Fatality dalam Aktivitas Pertambangan PTBA Sudah Diprediksi

Ilustrasi excavator amfibi. (ist/rmolsumsel.id)
Ilustrasi excavator amfibi. (ist/rmolsumsel.id)

Peningkatan produksi dalam aktivitas pertambangan sudah selayaknya diimbangi dengan peningkatan atensi terhadap keselamatan pekerja. Hal ini disampaikan oleh Deputi K-MAKI Sumsel Feri Kurniawan kepada Kantor Berita RMOLSumsel. 


Apa yang disampaikannya ini, menyoroti kejadian fatality di site Muara Tiga Besar Utara milik PTBA yang terjadi pada Kamis (22/12) lalu, dimana seorang operator excavator tenggelam dalam sump saat bekerja. 

Ulasan mengenai peningkatan produksi dan keselamatan pertambangan ini bahkan telah beberapa kali disampaikan oleh Feri. Terlebih sebagai perusahaan milik negara, PTBA seharusnya menurut Feri punya tanggung jawab lebih. 

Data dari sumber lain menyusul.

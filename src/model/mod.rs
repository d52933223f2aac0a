//! # Domain Model
//!
//! Wire shapes of the GameHub API. Each entity carries a numeric internal `id` and a
//! public `pid`; only the `pid` ever appears in a route.
//!
//! Every entity implements [`ResourceEntity`](resource_framework::ResourceEntity),
//! naming its base path, listing shape and creation payload. Entities that accept
//! interactions also implement [`Interactive`](resource_framework::Interactive).
//!
//! Counters (`views`, `likes`, ...) are read-only echoes of server state. The client
//! never computes them; it only signals interactions.

pub mod category;
pub mod game;
pub mod role;
pub mod snippet;
pub mod submission;
pub mod tutorial;
pub mod user;

pub use category::*;
pub use game::*;
pub use role::*;
pub use snippet::*;
pub use submission::*;
pub use tutorial::*;
pub use user::*;

use resource_framework::QueryParams;
use serde::{Deserialize, Serialize};

/// Public summary of the user who published a game, snippet, tutorial or submission.
#[derive(Debug, Clone, PartialEq, Eq, Serialize, Deserialize)]
#[serde(rename_all = "camelCase")]
pub struct Author {
    pub pid: String,
    pub username: String,
    #[serde(default)]
    pub avatar: Option<String>,
}

/// Paging shared by every listing filter.
#[derive(Debug, Clone, Copy, Default, PartialEq, Eq)]
pub struct Page {
    pub page: Option<u32>,
    pub limit: Option<u32>,
}

impl Page {
    pub fn new(page: u32, limit: u32) -> Self {
        Self {
            page: Some(page),
            limit: Some(limit),
        }
    }

    pub(crate) fn write_to(&self, params: &mut QueryParams) {
        params.insert_opt("page", self.page);
        params.insert_opt("limit", self.limit);
    }
}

"Sudah kita prediksi, karena peningkatan produksi terjadi secara masif. Hal ini sudah bisa dikategorikan kelalaian dari sistem keselamatan perusahaan, terlebih apabila benar korban bekerja di kolam tanpa mengenakan safety vest (pelampung) saat tenggelam," kata Feri. 

Fatality di akhir tahun yang terjadi dalam aktivitas pertambangan PTBA ini menurut Feri menjadi ironis, karena pada Juni 2022 lalu PTBA mendapat penghargaan dari Menaker Ida Fauziyah atas Sistem Manajemen Keselamatan dan Kesehatan Kerja dengan baik sesuai Peraturan Pemerintah No. 50 Tahun 2012.

"Faktanya tidak demikian, sebelum dapat penghargaan terjadi fatality truk tangki meledak. Setelah mendapat penghargaan justru terdapat korban operator tenggelam, artinya penghargaan itu tidak relevan," sambung Feri. 

Tidak hanya bagian kesehatan dan keselamatan kerja di lingkup pertambangan. Pemimpin (KTT), menurut Feri adalah orang yang paling bertanggung jawab. Sebab telah mencoreng prestasi yang ditunjukkan oleh PTBA sepanjang 2022 ini. 

"Hal yang sangat fatal bagi perusahaan seperti PT Bukit Asam dengan fasilitas K3 dan operator K3 yang bersertifikat internasional, hingga wajar bila bagian K3 dan KTT ini harus diberikan sanksi berat," jelasnya. 

Begitu juga dengan kontraktor Pamapersada Nusantara (PAMA) dan sejumlah subkontraktornya dalam proyek bernilai triliunan di areal pertambangan PTBA yang sebelum ini disebutnya terlibat dalam dugaan kongkalikong untuk mendapatkan pekerjaan tersebut. 

Sehingga manajemen PTBA menurut Feri sudah sangat layak melakukan evaluasi menyeluruh secara internal, maupun eksternal yakni meninjau kembali kerjasama dengan kontraktor tersebut sehingga bisa memaksimalkan potensi anak perusahaan dan bahkan kontraktor lokal. 

"PT Bukit Asam harus bertanggung jawab penuh dengan menghentikan sementara dan mengevaluasi kinerja sub kontraktor. Salah satu solusinya kedepan, tentu bisa mengaktifkan kembali anak usaha seperti PT SBS yang punya track record zero insiden pada tahun 2017 yang lalu," pungkasnya.